→ **WHAT THIS TASK INVOLVES**:
Look below for the line that has "data.extend_from_slice(&SECURITY_SEED);". Set down the lines from there through the line that has "if request.wire_len() <", exactly as written.

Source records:
────────────────
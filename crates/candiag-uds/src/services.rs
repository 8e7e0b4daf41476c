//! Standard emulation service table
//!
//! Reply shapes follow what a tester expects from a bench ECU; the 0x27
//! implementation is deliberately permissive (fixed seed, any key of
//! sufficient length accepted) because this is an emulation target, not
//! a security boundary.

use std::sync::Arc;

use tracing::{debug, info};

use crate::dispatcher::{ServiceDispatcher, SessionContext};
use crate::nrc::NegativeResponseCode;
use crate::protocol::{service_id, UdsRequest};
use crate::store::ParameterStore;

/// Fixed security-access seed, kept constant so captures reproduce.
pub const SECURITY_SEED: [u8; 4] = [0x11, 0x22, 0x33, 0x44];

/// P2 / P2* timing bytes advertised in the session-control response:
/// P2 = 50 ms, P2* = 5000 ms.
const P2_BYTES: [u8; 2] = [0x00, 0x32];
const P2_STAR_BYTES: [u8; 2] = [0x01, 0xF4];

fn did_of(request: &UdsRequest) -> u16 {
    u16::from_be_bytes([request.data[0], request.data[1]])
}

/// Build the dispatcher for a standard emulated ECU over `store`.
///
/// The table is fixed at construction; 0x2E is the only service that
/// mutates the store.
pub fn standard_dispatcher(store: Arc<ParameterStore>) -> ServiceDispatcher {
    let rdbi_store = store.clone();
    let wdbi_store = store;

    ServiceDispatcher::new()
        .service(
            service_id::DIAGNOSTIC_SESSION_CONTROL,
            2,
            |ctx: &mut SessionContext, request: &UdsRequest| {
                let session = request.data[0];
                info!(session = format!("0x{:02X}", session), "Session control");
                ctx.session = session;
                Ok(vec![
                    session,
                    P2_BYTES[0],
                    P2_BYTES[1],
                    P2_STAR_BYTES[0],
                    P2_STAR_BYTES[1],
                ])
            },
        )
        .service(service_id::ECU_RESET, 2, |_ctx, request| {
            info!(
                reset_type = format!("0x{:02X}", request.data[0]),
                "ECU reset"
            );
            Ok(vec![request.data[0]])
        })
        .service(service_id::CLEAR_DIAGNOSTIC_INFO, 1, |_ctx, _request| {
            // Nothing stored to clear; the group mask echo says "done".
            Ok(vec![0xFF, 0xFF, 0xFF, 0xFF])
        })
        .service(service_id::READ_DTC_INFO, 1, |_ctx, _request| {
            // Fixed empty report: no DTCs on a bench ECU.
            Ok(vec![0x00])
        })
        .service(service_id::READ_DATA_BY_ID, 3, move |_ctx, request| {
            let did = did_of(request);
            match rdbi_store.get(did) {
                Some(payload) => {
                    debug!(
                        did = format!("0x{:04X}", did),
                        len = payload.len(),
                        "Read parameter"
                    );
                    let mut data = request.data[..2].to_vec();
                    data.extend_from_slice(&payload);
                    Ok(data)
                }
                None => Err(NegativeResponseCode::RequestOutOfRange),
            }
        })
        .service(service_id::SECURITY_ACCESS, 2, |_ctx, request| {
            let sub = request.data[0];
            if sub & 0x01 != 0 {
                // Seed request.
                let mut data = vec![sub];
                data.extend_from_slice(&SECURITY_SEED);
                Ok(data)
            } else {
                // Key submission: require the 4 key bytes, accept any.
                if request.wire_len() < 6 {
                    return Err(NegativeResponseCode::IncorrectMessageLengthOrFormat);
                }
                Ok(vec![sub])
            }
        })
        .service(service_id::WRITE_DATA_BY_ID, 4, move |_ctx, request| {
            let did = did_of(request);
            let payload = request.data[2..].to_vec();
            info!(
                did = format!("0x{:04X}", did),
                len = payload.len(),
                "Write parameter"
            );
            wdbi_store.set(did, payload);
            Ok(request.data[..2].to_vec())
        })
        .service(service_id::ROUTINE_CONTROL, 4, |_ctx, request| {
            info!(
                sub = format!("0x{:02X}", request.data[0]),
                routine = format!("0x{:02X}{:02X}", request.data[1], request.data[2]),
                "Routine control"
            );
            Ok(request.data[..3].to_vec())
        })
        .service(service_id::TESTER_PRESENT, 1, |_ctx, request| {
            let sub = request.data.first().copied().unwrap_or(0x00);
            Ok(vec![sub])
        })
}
────────────────
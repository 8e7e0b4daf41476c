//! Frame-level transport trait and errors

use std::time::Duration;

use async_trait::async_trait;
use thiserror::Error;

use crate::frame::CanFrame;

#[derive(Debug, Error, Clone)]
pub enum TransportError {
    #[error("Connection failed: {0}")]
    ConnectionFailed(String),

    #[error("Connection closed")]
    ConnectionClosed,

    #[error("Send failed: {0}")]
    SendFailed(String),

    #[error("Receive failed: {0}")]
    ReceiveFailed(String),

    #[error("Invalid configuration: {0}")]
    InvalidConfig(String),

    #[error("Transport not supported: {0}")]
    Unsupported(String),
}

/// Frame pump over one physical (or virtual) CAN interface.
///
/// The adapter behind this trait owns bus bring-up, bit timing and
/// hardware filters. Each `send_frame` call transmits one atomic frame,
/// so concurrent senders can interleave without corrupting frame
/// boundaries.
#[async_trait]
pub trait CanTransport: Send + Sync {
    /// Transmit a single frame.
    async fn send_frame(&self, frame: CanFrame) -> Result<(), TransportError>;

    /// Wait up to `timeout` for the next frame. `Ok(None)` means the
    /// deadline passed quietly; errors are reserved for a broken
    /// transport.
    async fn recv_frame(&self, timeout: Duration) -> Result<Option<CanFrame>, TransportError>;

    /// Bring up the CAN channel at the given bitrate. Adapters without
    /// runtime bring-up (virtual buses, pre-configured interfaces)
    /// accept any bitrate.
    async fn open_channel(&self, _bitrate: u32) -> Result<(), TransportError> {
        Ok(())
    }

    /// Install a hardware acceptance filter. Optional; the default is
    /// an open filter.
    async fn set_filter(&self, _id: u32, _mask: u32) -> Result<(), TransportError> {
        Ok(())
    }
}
────────────────
→ **RESULT OF THIS TASK**:
                data.extend_from_slice(&SECURITY_SEED);
                Ok(data)
            } else {
                // Key submission: require the 4 key bytes, accept any.
                if request.wire_len() < 6 {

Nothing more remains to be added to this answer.